Current through Register Vol. 43, No. 1, October 31, 2024
Section 560-X-42-.04 - Medicaid Per Diem Rate Computation Methodology(1) All ICF/IID providers will be grouped into two (2) functional categories: (a) ICF/IIDs larger than 15 beds.(b) ICF/IIDs (15 beds or less).(2) Within each grouping, the following methodology shall apply: cost reports, as submitted, will be desk audited for any unallowable costs, and those costs will be removed from the subsequent computations. The providers' reported allowable costs will be used as the basis for calculating new per diem rates. The following methodology will be used for determining the per diem rates for approved beds: (a) Net reported costs (Schedule B, Column 5 of the cost report) shall be adjusted for cost recovery items, unallowable cost and excess administrative costs.(b) Costs as adjusted in (a) above (less any property cost) shall be separated into Salaries and Other cost. The Other cost will be multiplied by the Medicaid inflation index to calculate a budgeted increase in other expense. To determine a projected increase in salaries, the amount or percent increase specified by the provider shall be used.(c) Budgeted increases/decreases (rent, depreciation, interest, major repairs) shall be calculated using as a basis data supplied by the provider.(d) In lieu of depreciation, a use allowance shall be determined for buildings and improvements for State owned and operated facilities.(e) The allowable equity capital will be multiplied by the percentage rate of return specified in Rule No. 560-X-42-.13 and the product will be the allowance for Return on Equity Capital. (This allowance applies to proprietary providers only.)(f) The sum of the amounts as determined in (a) - (e) above shall be divided by total resident days as reported by the provider. The resulting average cost per day will be arrayed within each of the two functional groupings of facilities. The number of facilities in each grouping will be multiplied by 90% to determine the position of the facility that represents the 90th percentile.

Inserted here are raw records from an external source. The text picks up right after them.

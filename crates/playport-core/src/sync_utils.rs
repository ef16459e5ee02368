use std::sync::{Mutex, MutexGuard};

/// Locks `mutex`, taking the inner value back if a previous holder panicked.
pub fn lock_or_recover_mutex<T>(mutex: &Mutex<T>) -> MutexGuard<'_, T> {
    match mutex.lock() {
        Ok(guard) => guard,
        Err(poisoned) => poisoned.into_inner(),
    }
}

If the 90th percentile does not fall on a whole number, the Agency will round up or down to the nearest whole number. If the number falls on .0 to .49, we will round down. If the number falls on .50 or higher, we will round up. Counting from the bottom of the array (upward), that facility's cost in each grouping will be the ceiling reimbursement rate for all costs of the homes within that functional class. Example:
1. Net Reported Costs (Schedule B, Column 5).2. Deduct: Cost recovery items, unallowable cost, excess administrative compensation.3.a. Separate Cost (less property cost) into salary and other cost.b. Calculate the budgeted increase for salaries, add to salaries.c. Multiply other cost by the Medicaid inflation index, add to other cost.d. Add: Any budgeted increases/decreases (rent, depreciation, interest, major repairs, add back property cost (if applicable) that was deducted in (a) above).e. In lieu of depreciation, a use allowance for buildings and improvements shall be determined for State owned and operated facilities and added to cost as adjusted in (a) - (d) above.f. Add allowance for return on equity (if applicable).g. Total items (b) - (f) above. Divide this sum by total resident days as reported by the provider.h. Determination of 90th percentile ceiling rate based on array of amounts in Item (g) for all providers within the grouping. (3) Computation of a per diem rate for unapproved beds will follow the methodology as set out in sections 1-2 above, except that no return on equity capital will be allowed with respect to such unapproved beds. Also, there will be no depreciation, use allowance, interest, taxes or other such costs allocable to unapproved beds.(4) Ceilings Not Subject to Adjustments. Once the percentile ceilings have been established for a fiscal year, they will be final and not normally subject to revision or adjustment during that year. Since the ceiling rates are based on information provided in the cost reports, it is to the benefit of each provider to ensure that the provider's information is correct and accurate. If obvious errors are detected during the desk audit process, providers will be given an opportunity to submit corrected data.(5) After the rates have been set, each provider will be notified of its rate. If the provider has questions regarding any disallowances made during the rate setting process, they may request further information in writing. Only those requests submitted in writing will be honored.(6) The monthly rate is computed by multiplying the per diem rate by 30.42 days. This rate is valid for residents in the facility for a full month. For partial month coverage, the per diem rate is multiplied times the number of days.(7) Dollar values are rounded.Ala. Admin. Code r. 560-X-42-.04
Rule effective October 13, 1988. Amended effective December 12, 1988. Emergency rule effective July 1, 1989. Amended effective September 13, 1989. Amended: Filed: June 8, 1993; effective July 13, 1993. Amended: Filed February 7, 1996; effective March 14, 1996.Amended by Alabama Administrative Monthly Volume XXXV, Issue No. 08, May 31, 2017, eff. 6/26/2017.Author: Robin Arrington, Associate Director, LTC Provider/Recipient Services Unit
Statutory Authority: State Plan; Title XIX, Social Security Act; 42 C.F.R. §§ 447.250 - .255.